ANGLE DOMINANT
Katmandou mesure la crise du Golfe presque exclusivement à l'aune du baril : la presse népalaise, qui reprend les dépêches Reuters, retient d'abord la menace sur 4 % de l'offre mondiale de pétrole, plus que la bataille pour les îles du Bab el-Mandeb ou les tractations diplomatiques.
Angle dominant identifié — ne reflète pas l’unanimité des médias de ce pays
POINTS CLES
- 01
Treize civils ont été blessés lundi dans les frappes houthistes sur la base aérienne de Khamis Mushait, selon la coalition arabe dirigée par Riyad
- 02
Un arrêt prolongé de l'oléoduc est-ouest saoudien, endommagé jeudi par une frappe attribuée à des milices proirakiennes, pourrait couper jusqu'à 4 % de l'approvisionnement mondial en pétrole selon des traders cités par Reuters
- 03
Les Houthis ont capturé les îles Hanish, à 160 kilomètres au nord de Bab el-Mandeb, après avoir déjà pris le port de Mokha et l'île de Mayyoun
ANALYSE
Katmandou, 16 septembre 2026. Dans une presse népalaise qui ne dispose d'aucun correspondant dans le Golfe, la crise se lit d'abord par le prisme du baril. The Kathmandu Post, comme The Rising Nepal, reprend largement les dépêches Reuters, mais le choix des titres est révélateur : « Houthis strike Saudi targets anew as talks over Strait of Hormuz stall » place la menace pesant sur l'offre mondiale de pétrole avant le décompte des victimes.
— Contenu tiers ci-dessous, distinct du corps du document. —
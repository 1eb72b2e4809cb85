//! The value carried by a simulation signal.

use crate::bitvec::BitVector;
use crate::error::BitError;
use serde::{Deserialize, Serialize};
use std::fmt;

/// A signal value.
///
/// `HighZ` is the "not driving" sentinel used by tristate drivers and by a
/// tristate bus that no driver currently asserts.
#[derive(Clone, Debug, PartialEq, Eq, Hash, Serialize, Deserialize)]
pub enum Value {
    /// A single boolean bit.
    Bool(bool),
    /// A fixed-width, possibly bounded, bit vector.
    Bits(BitVector),
    /// An integer without a declared width.
    Int(i128),
    /// High impedance over the given number of bits.
    HighZ(u32),
}

impl Value {
    /// Returns the bit width, or `None` for unsized integers.
    pub fn width(&self) -> Option<u32> {
        match self {
            Value::Bool(_) => Some(1),
            Value::Bits(bv) => Some(bv.width()),
            Value::Int(_) => None,
            Value::HighZ(w) => Some(*w),
        }
    }

    /// Returns the integer interpretation, or `None` for `HighZ` and
    /// vectors too wide for an `i128`.
    pub fn to_int(&self) -> Option<i128> {
        match self {
            Value::Bool(b) => Some(i128::from(*b)),
            Value::Bits(bv) => bv.to_int(),
            Value::Int(v) => Some(*v),
            Value::HighZ(_) => None,
        }
    }

    /// Returns true for any non-zero driven value.
    pub fn is_truthy(&self) -> bool {
        match self {
            Value::Bool(b) => *b,
            Value::Bits(bv) => !bv.is_all_zero(),
            Value::Int(v) => *v != 0,
            Value::HighZ(_) => false,
        }
    }

    /// Returns true for the high-impedance sentinel.
    pub fn is_high_z(&self) -> bool {
        matches!(self, Value::HighZ(_))
    }

    /// Returns the bit vector, if this value is one.
    pub fn as_bits(&self) -> Option<&BitVector> {
        match self {
            Value::Bits(bv) => Some(bv),
            _ => None,
        }
    }

    /// Converts a sized value into a bit vector.
    pub fn to_bit_vector(&self) -> Result<BitVector, BitError> {
        match self {
            Value::Bool(b) => Ok(BitVector::from_bool(*b)),
            Value::Bits(bv) => Ok(bv.clone()),
            Value::Int(v) => Err(BitError::Unsized(format!("integer {v}"))),
            Value::HighZ(w) => Err(BitError::Incompatible {
                from: format!("high impedance ({w} bits)"),
                to: "bit vector".into(),
            }),
        }
    }

    /// Concatenates sized values, the first part occupying the most-significant bits.
    pub fn concat(parts: &[Value]) -> Result<BitVector, BitError> {
        let vectors = parts
            .iter()
            .map(Value::to_bit_vector)
            .collect::<Result<Vec<_>, _>>()?;
        BitVector::concat(&vectors)
    }

    /// Converts `self` to the shape of `template`, range-checking the result.
    ///
    /// Booleans accept 0/1 and single-bit vectors; bit vectors keep the
    /// template's width, bounds and overflow mode; unsized integers accept any
    /// value with an integer interpretation.
    pub fn coerce_to(&self, template: &Value) -> Result<Value, BitError> {
        match (template, self) {
            (Value::Bool(_), Value::Bool(b)) => Ok(Value::Bool(*b)),
            (Value::Bool(_), other) => match other.to_int() {
                Some(0) => Ok(Value::Bool(false)),
                Some(1) => Ok(Value::Bool(true)),
                Some(value) => Err(BitError::OutOfBounds {
                    value,
                    min: 0,
                    max: 2,
                }),
                None => Err(incompatible(other, template)),
            },
            (Value::Bits(t), Value::Bits(src)) => Ok(Value::Bits(t.with_value_of(src)?)),
            (Value::Bits(t), other) => {
                let value = other.to_int().ok_or_else(|| incompatible(other, template))?;
                Ok(Value::Bits(t.with_int(value)?))
            }
            (Value::Int(_), other) => {
                let value = other.to_int().ok_or_else(|| incompatible(other, template))?;
                Ok(Value::Int(value))
            }
            (Value::HighZ(_), other) => Err(incompatible(other, template)),
        }
    }

    fn kind_name(&self) -> String {
        match self {
            Value::Bool(_) => "bool".into(),
            Value::Bits(bv) => format!("{}-bit vector", bv.width()),
            Value::Int(_) => "integer".into(),
            Value::HighZ(w) => format!("high impedance ({w} bits)"),
        }
    }
}

fn incompatible(from: &Value, to: &Value) -> BitError {
    BitError::Incompatible {
        from: from.kind_name(),
        to: to.kind_name(),
    }
}

impl fmt::Display for Value {
    fn fmt(&self, f: &mut fmt::Formatter<'_>) -> fmt::Result {
        match self {
            Value::Bool(b) => write!(f, "{}", u8::from(*b)),
            Value::Bits(bv) => write!(f, "{bv}"),
            Value::Int(v) => write!(f, "{v}"),
            Value::HighZ(_) => write!(f, "None"),
        }
    }
}

impl From<bool> for Value {
    fn from(b: bool) -> Self {
        Value::Bool(b)
    }
}

impl From<BitVector> for Value {
    fn from(bv: BitVector) -> Self {
        Value::Bits(bv)
    }
}

macro_rules! value_from_int {
    ($($ty:ty),*) => {
        $(
            impl From<$ty> for Value {
                fn from(v: $ty) -> Self {
                    Value::Int(i128::from(v))
                }
            }
        )*
    };
}

value_from_int!(i8, i16, i32, i64, i128, u8, u16, u32, u64);

impl From<usize> for Value {
    fn from(v: usize) -> Self {
        Value::Int(v as i128)
    }
}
Les faits rapportés sont précis. Lundi, les Houthis ont tiré « des dizaines de missiles et de drones » sur la base aérienne de Khamis Mushait, dans le sud de l'Arabie saoudite, visant hangars, radars, pistes et dépôts de munitions, en rétorsion à des frappes saoudiennes au Yémen. Riyad a placé cette ville et trois autres du sud en alerte, et la coalition arabe fait état de treize civils blessés. Les journaux népalais notent que ces attaques surviennent après qu'une frappe aérienne, jeudi, a mis hors service l'oléoduc est-ouest saoudien, long de 1 200 kilomètres et construit dans les années 1980 pour contourner le détroit d'Ormuz. Riyad l'attribue à des milices proirakiennes soutenues par l'Iran. Selon des traders cités par Reuters, un arrêt prolongé de cet oléoduc pourrait couper jusqu'à 4 % de l'approvisionnement mondial en pétrole, tandis que le détroit d'Ormuz reste largement bloqué.
Katmandou relaie aussi l'avancée houthiste sur la côte yéménite de la mer Rouge : après la prise du port de Mokha et de l'île de Mayyoun dans le détroit de Bab el-Mandeb, les rebelles se sont emparés des îles Hanish, à 160 kilomètres au nord, renforçant leur emprise sur une route devenue, selon Reuters, « plus cruciale encore » depuis le blocage partiel d'Ormuz. Mardi, l'Arabie saoudite a émis des alertes de sécurité élargies jusqu'à La Mecque et Jeddah, une première pour la ville sainte depuis le début du conflit ; les autorités n'ont pas signalé de projectile ayant atteint le sol.
Le report, à la demande de Riyad, de la réunion prévue avec l'Iran sur la navigation dans le détroit n'occupe qu'une ligne dans les récits népalais, presque tous centrés sur les conséquences pour les marchés pétroliers et le fret mondial plutôt que sur la diplomatie régionale ou le sort des civils yéménites, thèmes que la presse locale laisse aux agences internationales.